The TL;DR is that I’m quite impressed by the story and demo Microsoft showed around machine learning. They’ve paid attention to the need for simplicity while enabling the flexibility that any serious developer or data scientist will want.
Here’s an example of a slide from their briefing, which obviously resonates with us here at RedMonk:
For example, we constantly hear about toolsets like Apache Mahout (for Hadoop) that it’s more of a prototype than anything you can actually put into production. You need to have a deep knowledge of machine learning to get things up and running, whereas Microsoft’s making the effort to curate solid algorithms. This makes for a nice overlap between Microsoft product and research, the latter of which has some outstanding examples of machine learning (such as the real-time translation from English to Chinese in late 2012 by Rick Rashid).
In action, Azure ML looks a lot like Yahoo Pipes for data science. You plug in sources and sinks, without thinking too much about how that all happens. The main expertise needed seems to be around two areas
- (Largely glossed over) Cleaning the data before working with it
- Choosing an algorithm that makes sense given your data and assumptions
Both of these require expertise in machine learning, and I’m not yet sure how Microsoft plans to get around that. Their target market, as described to me, is “emerging data scientists” coming out of universities and bootcamps. Somewhere between the experts and the data analysts who spend all day long doing SQL queries and data modeling. Some comparisons of data against various distributions to check the best fit and whether that suits the chosen algorithm would be one approach; another would be preference of nonparametric algorithms.
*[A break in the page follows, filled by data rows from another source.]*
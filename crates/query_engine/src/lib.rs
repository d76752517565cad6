//! Generic search/filter/sort/paginate engine shared by every data panel.
//!
//! The engine is a pure function over an in-memory record collection: given
//! the same records, schema, and query it always produces the same view, and
//! it keeps no state between calls. Records are opaque field maps; the panel
//! that owns them declares how each field sorts through a [`Schema`].

#![warn(missing_docs, rustdoc::broken_intra_doc_links)]

use std::cmp::Ordering;
use std::collections::BTreeMap;

use chrono::{DateTime, Utc};
use serde::{Deserialize, Serialize};
use thiserror::Error;

/// Stable unique key identifying one record.
#[derive(Debug, Clone, PartialEq, Eq, PartialOrd, Ord, Hash, Serialize, Deserialize)]
pub struct RecordId(String);

impl RecordId {
    /// Creates a record id from trusted caller input.
    pub fn new(raw: impl Into<String>) -> Self {
        Self(raw.into())
    }

    /// Returns the id text.
    pub fn as_str(&self) -> &str {
        &self.0
    }
}

/// Scalar value held by one record field.
#[derive(Debug, Clone, PartialEq, Serialize, Deserialize)]
#[serde(tag = "kind", rename_all = "kebab-case")]
pub enum FieldValue {
    /// Free text, including numeric-as-text forms such as `$1,234`.
    Text {
        /// The text payload.
        value: String,
    },
    /// Plain numeric value.
    Number {
        /// The numeric payload.
        value: f64,
    },
    /// Point in time.
    Timestamp {
        /// The instant payload.
        value: DateTime<Utc>,
    },
}

impl FieldValue {
    /// Convenience constructor for [`FieldValue::Text`].
    pub fn text(value: impl Into<String>) -> Self {
        Self::Text {
            value: value.into(),
        }
    }

    /// Convenience constructor for [`FieldValue::Number`].
    pub fn number(value: f64) -> Self {
        Self::Number { value }
    }

    /// Convenience constructor for [`FieldValue::Timestamp`].
    pub fn timestamp(value: DateTime<Utc>) -> Self {
        Self::Timestamp { value }
    }

    /// String form used for searching and for exact filter comparison.
    pub fn display_form(&self) -> String {
        match self {
            Self::Text { value } => value.clone(),
            Self::Number { value } => format!("{value}"),
            Self::Timestamp { value } => value.to_rfc3339(),
        }
    }
}

/// One immutable row of domain data.
///
/// The engine never mutates records; it only reorders and filters copies of
/// them into views.
#[derive(Debug, Clone, PartialEq, Serialize, Deserialize)]
pub struct Record {
    /// Stable unique key.
    pub id: RecordId,
    /// Field name to scalar value.
    pub fields: BTreeMap<String, FieldValue>,
}

impl Record {
    /// Creates an empty record with the given id.
    pub fn new(id: impl Into<String>) -> Self {
        Self {
            id: RecordId::new(id),
            fields: BTreeMap::new(),
        }
    }

    /// Builder-style field insertion used when loading datasets.
    pub fn with(mut self, name: impl Into<String>, value: FieldValue) -> Self {
        self.fields.insert(name.into(), value);
        self
    }

    /// Returns the value of `name`, if present.
    pub fn field(&self, name: &str) -> Option<&FieldValue> {
        self.fields.get(name)
    }
}

/// How values of one field compare during the sort stage.
///
/// The sort direction is implicit in the kind: timestamps and magnitudes are
/// most-significant-first, text is ascending.
#[derive(Debug, Clone, PartialEq, Eq, Serialize, Deserialize)]
#[serde(tag = "kind", rename_all = "kebab-case")]
pub enum FieldKind {
    /// Ascending case-insensitive lexicographic order.
    Text,
    /// Descending numeric magnitude; text values are parsed after stripping
    /// currency symbols and grouping separators.
    Numeric,
    /// Descending (most recent first).
    Timestamp,
    /// Descending by position in an explicit low-to-high rank order.
    Rank {
        /// Accepted values, lowest rank first.
        order: Vec<String>,
    },
}

/// Field-kind declarations for one record collection.
#[derive(Debug, Clone, PartialEq, Eq, Serialize, Deserialize, Default)]
pub struct Schema {
    fields: BTreeMap<String, FieldKind>,
}

impl Schema {
    /// Creates an empty schema.
    pub fn new() -> Self {
        Self::default()
    }

    /// Builder-style field declaration.
    pub fn with(mut self, name: impl Into<String>, kind: FieldKind) -> Self {
        self.fields.insert(name.into(), kind);
        self
    }

    /// Returns the declared kind of `name`, if any.
    pub fn kind(&self, name: &str) -> Option<&FieldKind> {
        self.fields.get(name)
    }
}

/// Categorical filter choice for one field.
#[derive(Debug, Clone, PartialEq, Eq, Serialize, Deserialize)]
#[serde(tag = "kind", rename_all = "kebab-case")]
pub enum Filter {
    /// Sentinel accepting every value.
    Any,
    /// Exact, case-sensitive match against the field's string form.
    Equals {
        /// Required value.
        value: String,
    },
}

/// Search/filter/sort/page parameters driving one panel's visible subset.
#[derive(Debug, Clone, PartialEq, Serialize, Deserialize)]
pub struct Query {
    /// Case-insensitive substring needle; empty matches every record.
    pub search_text: String,
    /// Fields probed by the search stage, in order.
    pub search_fields: Vec<String>,
    /// Per-field categorical filters, AND-composed.
    pub filters: BTreeMap<String, Filter>,
    /// Field driving the sort stage.
    pub sort_field: String,
    /// Requested page, starting at 1. Callers clamp; the engine does not.
    pub page: usize,
    /// Page size, at least 1; `None` disables the pagination stage.
    pub page_size: Option<usize>,
}

impl Query {
    /// Creates a query sorting by `sort_field`, with no search, no filters,
    /// and no pagination.
    pub fn sorted_by(sort_field: impl Into<String>) -> Self {
        Self {
            search_text: String::new(),
            search_fields: Vec::new(),
            filters: BTreeMap::new(),
            sort_field: sort_field.into(),
            page: 1,
            page_size: None,
        }
    }
}

/// Ordered, filtered, optionally paginated view over a record collection.
#[derive(Debug, Clone, PartialEq, Serialize, Deserialize)]
pub struct QueryView {
    /// Records on the requested page (or the full matched sequence when
    /// pagination is disabled).
    pub rows: Vec<Record>,
    /// Number of records matching search and filters, across all pages.
    pub total_matched: usize,
    /// Number of pages; at least 1 even when nothing matched.
    pub total_pages: usize,
}

/// Configuration defect detected while applying a query.
///
/// These indicate a mismatch between a panel's schema/query and its records,
/// not a runtime condition: per the engine contract they are caught by tests
/// and construction-time validation, never mapped to an empty result.
#[derive(Debug, Error, Clone, PartialEq, Eq)]
pub enum ConfigError {
    /// The query referenced a field the schema does not declare.
    #[error("field `{field}` is not declared in the schema")]
    UnknownField {
        /// Offending field name.
        field: String,
    },
    /// A record is missing a field the query referenced.
    #[error("record `{record}` has no field `{field}`")]
    MissingField {
        /// Record id.
        record: String,
        /// Missing field name.
        field: String,
    },
    /// A numeric-kind value did not parse as a numeric magnitude.
    #[error("field `{field}` of record `{record}` does not parse as a numeric amount")]
    MalformedAmount {
        /// Record id.
        record: String,
        /// Offending field name.
        field: String,
    },
    /// A timestamp-kind field held a non-timestamp value.
    #[error("field `{field}` of record `{record}` is not a timestamp")]
    NotATimestamp {
        /// Record id.
        record: String,
        /// Offending field name.
        field: String,
    },
    /// A rank-kind value was absent from the declared rank order.
    #[error("value `{value}` of field `{field}` is outside the declared rank order")]
    UnrankedValue {
        /// Offending field name.
        field: String,
        /// Value with no rank.
        value: String,
    },
    /// The query requested a page size of zero.
    #[error("page size must be at least 1")]
    InvalidPageSize,
}

/// Applies `query` to `records` and returns the resulting view.
///
/// Stages run in order: search (case-insensitive substring over the search
/// fields), filters (exact AND-composed equality), stable sort by the query's
/// sort field, then pagination when a page size is set.
///
/// Pagination never fails: `total_pages` is at least 1, and a page beyond the
/// matched range yields empty `rows` with the totals intact. Clamping the
/// requested page into `[1, total_pages]` is the caller's responsibility.
///
/// # Errors
///
/// Returns [`ConfigError`] when the query references a field missing from the
/// schema or from any record, when a declared kind does not match the values
/// it sorts, or when the page size is zero.
pub fn apply(records: &[Record], schema: &Schema, query: &Query) -> Result<QueryView, ConfigError> {
    if query.page_size == Some(0) {
        return Err(ConfigError::InvalidPageSize);
    }
    validate(records, schema, query)?;

    let needle = query.search_text.to_lowercase();
    let mut matched: Vec<&Record> = records
        .iter()
        .filter(|record| matches_search(record, &query.search_fields, &needle))
        .filter(|record| matches_filters(record, &query.filters))
        .collect();

    let sort_kind = schema
        .kind(&query.sort_field)
        .ok_or_else(|| ConfigError::UnknownField {
            field: query.sort_field.clone(),
        })?;
    let mut keyed = Vec::with_capacity(matched.len());
    for record in &matched {
        keyed.push(sort_key(record, &query.sort_field, sort_kind)?);
    }
    let mut order: Vec<usize> = (0..matched.len()).collect();
    order.sort_by(|&left, &right| compare_keys(&keyed[left], &keyed[right]));
    matched = order.iter().map(|&index| matched[index]).collect();

    let total_matched = matched.len();
    let (rows, total_pages) = match query.page_size {
        None => (matched.into_iter().cloned().collect(), 1),
        Some(page_size) => {
            let total_pages = total_matched.div_ceil(page_size).max(1);
            let start = query.page.saturating_sub(1).saturating_mul(page_size);
            let rows = matched
                .into_iter()
                .skip(start)
                .take(page_size)
                .cloned()
                .collect();
            (rows, total_pages)
        }
    };

    Ok(QueryView {
        rows,
        total_matched,
        total_pages,
    })
}

fn validate(records: &[Record], schema: &Schema, query: &Query) -> Result<(), ConfigError> {
    let mut referenced: Vec<&String> = Vec::new();
    referenced.extend(&query.search_fields);
    referenced.extend(query.filters.keys());
    referenced.push(&query.sort_field);

    for field in referenced {
        if schema.kind(field).is_none() {
            return Err(ConfigError::UnknownField {
                field: field.clone(),
            });
        }
        for record in records {
            if record.field(field).is_none() {
                return Err(ConfigError::MissingField {
                    record: record.id.as_str().to_string(),
                    field: field.clone(),
                });
            }
        }
    }
    Ok(())
}

fn matches_search(record: &Record, search_fields: &[String], needle: &str) -> bool {
    if needle.is_empty() {
        return true;
    }
    search_fields.iter().any(|field| {
        record
            .field(field)
            .map(|value| value.display_form().to_lowercase().contains(needle))
            .unwrap_or(false)
    })
}

fn matches_filters(record: &Record, filters: &BTreeMap<String, Filter>) -> bool {
    filters.iter().all(|(field, filter)| match filter {
        Filter::Any => true,
        Filter::Equals { value } => record
            .field(field)
            .map(|held| held.display_form() == *value)
            .unwrap_or(false),
    })
}

enum SortKey {
    Text(String),
    Magnitude(f64),
    Instant(DateTime<Utc>),
    Rank(usize),
}

fn sort_key(record: &Record, field: &str, kind: &FieldKind) -> Result<SortKey, ConfigError> {
    let value = record.field(field).ok_or_else(|| ConfigError::MissingField {
        record: record.id.as_str().to_string(),
        field: field.to_string(),
    })?;
    match kind {
        FieldKind::Text => Ok(SortKey::Text(value.display_form().to_lowercase())),
        FieldKind::Numeric => match value {
            FieldValue::Number { value } => Ok(SortKey::Magnitude(*value)),
            other => parse_amount(&other.display_form())
                .map(SortKey::Magnitude)
                .ok_or_else(|| ConfigError::MalformedAmount {
                    record: record.id.as_str().to_string(),
                    field: field.to_string(),
                }),
        },
        FieldKind::Timestamp => match value {
            FieldValue::Timestamp { value } => Ok(SortKey::Instant(*value)),
            _ => Err(ConfigError::NotATimestamp {
                record: record.id.as_str().to_string(),
                field: field.to_string(),
            }),
        },
        FieldKind::Rank { order } => {
            let form = value.display_form();
            order
                .iter()
                .position(|step| *step == form)
                .map(SortKey::Rank)
                .ok_or(ConfigError::UnrankedValue {
                    field: field.to_string(),
                    value: form,
                })
        }
    }
}

fn compare_keys(left: &SortKey, right: &SortKey) -> Ordering {
    match (left, right) {
        (SortKey::Text(left), SortKey::Text(right)) => left.cmp(right),
        (SortKey::Magnitude(left), SortKey::Magnitude(right)) => right.total_cmp(left),
        (SortKey::Instant(left), SortKey::Instant(right)) => right.cmp(left),
        (SortKey::Rank(left), SortKey::Rank(right)) => right.cmp(left),
        // Keys for one sort field always share a variant.
        _ => Ordering::Equal,
    }
}

fn parse_amount(raw: &str) -> Option<f64> {
    let cleaned: String = raw
        .chars()
        .filter(|ch| !matches!(ch, '$' | '€' | '£' | ',' | ' '))
        .collect();
    cleaned.parse::<f64>().ok()
}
Here’s a screenshot of a pipeline:
From my point of view, a critical feature to any pipeline like this is flexibility. Microsoft’s never going to provide every algorithm of interest. The best they can hope for is to get the 80% of common use cases; however there’s no guarantee that even the 80% is the same 80% across every customer and use case. That’s why flexibility is vital to tools like this, even when they’re trying to democratize a complex problem domain.
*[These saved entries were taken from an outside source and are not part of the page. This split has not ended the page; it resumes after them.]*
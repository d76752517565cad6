//! Command table, full-line interpreter, and tab completion.
//!
//! Commands are matched as whole lines after trimming and case folding;
//! `cd dashboard` is one atomic command string, not a command with an
//! argument. The table is configuration data: adding a command means adding
//! one [`CommandSpec`] entry, not another branch of dispatch logic.

use chrono::{DateTime, Utc};
use terminal_contract::{CommandResult, PanelId};

/// Behavior associated with one recognized command.
#[derive(Debug, Clone, Copy, PartialEq, Eq)]
enum CommandKind {
    Help,
    Clear,
    Navigate(PanelId),
    Ls,
    Whoami,
    Pwd,
    Neofetch,
    Exit,
}

/// One entry of the recognized command table.
#[derive(Debug, Clone, Copy)]
pub struct CommandSpec {
    /// Full normalized command line.
    pub name: &'static str,
    /// One-line summary shown by `help`.
    pub summary: &'static str,
    kind: CommandKind,
}

/// The recognized command vocabulary, in help-display order.
pub const COMMANDS: [CommandSpec; 10] = [
    CommandSpec {
        name: "help",
        summary: "Show this help message",
        kind: CommandKind::Help,
    },
    CommandSpec {
        name: "clear",
        summary: "Clear terminal screen",
        kind: CommandKind::Clear,
    },
    CommandSpec {
        name: "cd dashboard",
        summary: "Access admin dashboard",
        kind: CommandKind::Navigate(PanelId::Dashboard),
    },
    CommandSpec {
        name: "cd msg",
        summary: "Open system communications",
        kind: CommandKind::Navigate(PanelId::Messages),
    },
    CommandSpec {
        name: "cd important",
        summary: "Review critical notifications",
        kind: CommandKind::Navigate(PanelId::Important),
    },
    CommandSpec {
        name: "ls",
        summary: "List available sections",
        kind: CommandKind::Ls,
    },
    CommandSpec {
        name: "whoami",
        summary: "Display current user",
        kind: CommandKind::Whoami,
    },
    CommandSpec {
        name: "pwd",
        summary: "Show current directory",
        kind: CommandKind::Pwd,
    },
    CommandSpec {
        name: "neofetch",
        summary: "Display system information",
        kind: CommandKind::Neofetch,
    },
    CommandSpec {
        name: "exit",
        summary: "Exit terminal",
        kind: CommandKind::Exit,
    },
];

const USER: &str = "arch_004@admybrand.com";
const WORKING_DIR: &str = "/home/arch_004/admybrand.com";

const LS_OUTPUT: &str = "admybrand.com/
├── dashboard/
├── messages/
├── important/
├── analytics/
└── settings/";

/// Classifies one raw input line into exactly one [`CommandResult`].
///
/// The line is trimmed and compared case-insensitively against the command
/// table; anything unmatched becomes [`CommandResult::Unknown`] carrying the
/// trimmed input. `at` is the submission instant, used only by commands whose
/// output embeds time; given identical inputs the result is identical.
pub fn interpret(raw: &str, at: DateTime<Utc>) -> CommandResult {
    let trimmed = raw.trim();
    let normalized = trimmed.to_lowercase();
    for spec in &COMMANDS {
        if spec.name == normalized {
            return run(spec.kind, at);
        }
    }
    CommandResult::Unknown {
        input: trimmed.to_string(),
    }
}

/// Renders the transcript output for an unrecognized input.
pub fn unknown_output(input: &str) -> String {
    format!("Command not found: {input}. Type 'help' for available commands.")
}

/// Returns the table entries whose names start with `prefix`
/// (case-insensitively), in table order.
pub fn completions(prefix: &str) -> Vec<&'static str> {
    let needle = prefix.to_lowercase();
    COMMANDS
        .iter()
        .map(|spec| spec.name)
        .filter(|name| name.starts_with(&needle))
        .collect()
}

/// Resolves a tab-completion request: the replacement command when `input`
/// prefixes exactly one table entry, `None` otherwise.
pub fn complete(input: &str) -> Option<&'static str> {
    match completions(input).as_slice() {
        [only] => Some(only),
        _ => None,
    }
}

fn run(kind: CommandKind, at: DateTime<Utc>) -> CommandResult {
    match kind {
        CommandKind::Help => CommandResult::Text {
            output: help_output(),
        },
        CommandKind::Clear => CommandResult::ClearTranscript,
        CommandKind::Navigate(panel) => CommandResult::Navigate { panel },
        CommandKind::Ls => CommandResult::Text {
            output: LS_OUTPUT.to_string(),
        },
        CommandKind::Whoami => CommandResult::Text {
            output: USER.to_string(),
        },
        CommandKind::Pwd => CommandResult::Text {
            output: WORKING_DIR.to_string(),
        },
        CommandKind::Neofetch => CommandResult::Text {
            output: neofetch_output(at),
        },
        CommandKind::Exit => CommandResult::Terminate,
    }
}

fn help_output() -> String {
    let mut lines = vec!["Available commands:".to_string()];
    for spec in &COMMANDS {
        lines.push(format!("  {:<12}- {}", spec.name, spec.summary));
    }
    lines.join("\n")
}

fn neofetch_output(at: DateTime<Utc>) -> String {
    let uptime_minutes = at.timestamp() / 60;
    format!(
        "
         ▄▄▄▄▄▄▄▄▄    {USER}
       ▄█████████████▄  ──────────────────────
     ▄███████████████▄  OS: ArchLinux Dashboard
    ████████▀▀▀████████ Host: Terminal Dashboard
   ███████▀     ▀██████ Kernel: Web 6.9.0-LTS
  ████████       ██████ Uptime: {uptime_minutes} mins
  ███████▄     ▄██████  Shell: terminal-dash
   ████████▄▄▄████████  Resolution: Responsive
    ▀███████████████▀   Theme: Catppuccin Mocha
     ▀█████████████▀    Terminal: admybrand.com
       ▀▀▀▀▀▀▀▀▀▀▀
                        CPU: Rust Engine
                        Memory: Unknown"
    )
}

#[cfg(test)]
mod tests {
    use chrono::TimeZone;
    use pretty_assertions::assert_eq;

    use super::*;

    fn at() -> DateTime<Utc> {
        Utc.with_ymd_and_hms(2024, 1, 15, 14, 30, 0).single().expect("valid date")
    }

    #[test]
    fn recognized_commands_match_case_insensitively_after_trimming() {
        assert_eq!(
            interpret("  CD DASHBOARD  ", at()),
            CommandResult::Navigate {
                panel: PanelId::Dashboard
            }
        );
        assert_eq!(
            interpret("Cd Msg", at()),
            CommandResult::Navigate {
                panel: PanelId::Messages
            }
        );
        assert_eq!(interpret("EXIT", at()), CommandResult::Terminate);
        assert_eq!(interpret("clear", at()), CommandResult::ClearTranscript);
    }

    #[test]
    fn unknown_input_preserves_trimmed_original_text() {
        assert_eq!(
            interpret("  Foo Bar  ", at()),
            CommandResult::Unknown {
                input: "Foo Bar".to_string()
            }
        );
        assert_eq!(
            unknown_output("foo"),
            "Command not found: foo. Type 'help' for available commands."
        );
    }

    #[test]
    fn interpretation_is_deterministic_across_repeated_calls() {
        for input in ["help", "neofetch", "cd important", "nonsense"] {
            assert_eq!(interpret(input, at()), interpret(input, at()));
        }
    }

    #[test]
    fn help_enumerates_the_full_command_table() {
        let CommandResult::Text { output } = interpret("help", at()) else {
            panic!("help must produce text");
        };
        assert!(output.starts_with("Available commands:"));
        for spec in &COMMANDS {
            assert!(output.contains(spec.name), "help missing `{}`", spec.name);
        }
        assert!(output.contains("  help        - Show this help message"));
        assert!(output.contains("  cd dashboard- Access admin dashboard"));
    }

    #[test]
    fn whoami_and_pwd_report_the_session_identity() {
        assert_eq!(
            interpret("whoami", at()),
            CommandResult::Text {
                output: "arch_004@admybrand.com".to_string()
            }
        );
        assert_eq!(
            interpret("pwd", at()),
            CommandResult::Text {
                output: "/home/arch_004/admybrand.com".to_string()
            }
        );
    }

    #[test]
    fn neofetch_uptime_derives_from_the_submission_instant() {
        let CommandResult::Text { output } = interpret("neofetch", at()) else {
            panic!("neofetch must produce text");
        };
        let expected_minutes = at().timestamp() / 60;
        assert!(output.contains(&format!("Uptime: {expected_minutes} mins")));
        assert!(output.contains("arch_004@admybrand.com"));
    }

    #[test]
    fn unique_prefix_completes_to_the_single_match() {
        assert_eq!(complete("cd d"), Some("cd dashboard"));
        assert_eq!(complete("ne"), Some("neofetch"));
        assert_eq!(complete("CD I"), Some("cd important"));
    }

    #[test]
    fn ambiguous_or_empty_prefixes_do_not_complete() {
        // `cd` prefixes three commands.
        assert_eq!(completions("cd").len(), 3);
        assert_eq!(complete("cd"), None);
        // `zzz` prefixes none.
        assert_eq!(complete("zzz"), None);
        // The empty prefix matches the whole table.
        assert_eq!(completions("").len(), COMMANDS.len());
        assert_eq!(complete(""), None);
    }
}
That’s why I was thrilled to hear them describe the flexibility in the platform:
- You can create custom data ingress/egress modules
- You can apply arbitrary R operations for data transformation
- You can upload custom R packages
- You can eventually productionize models through the machine-learning API
All of this, except for the one-off R operations, will rely on the machine-learning SDK:
Much like higher-level AWS services such as Elastic Beanstalk, you don’t pay for the stack, you pay for the underlying resources consumed. In other words, you don’t pay to set up the job, you pay when you click run.
Microsoft’s got a solid product offering here. They need to figure out how to tell the right stories to the right audiences about ease of use and flexibility, build broader appeal to both forward-leaning and enterprise audiences, and continue to focus on constructing a larger data-science offering on Azure and on Windows (including partners like Hortonworks). They also need to continue reaching toward openness, as they’ve shown with things like Linux IaaS support and Node.js support. One example would be Python, an increasingly popular language for data science.
Disclosure: Microsoft and AWS have been clients. Hortonworks is not.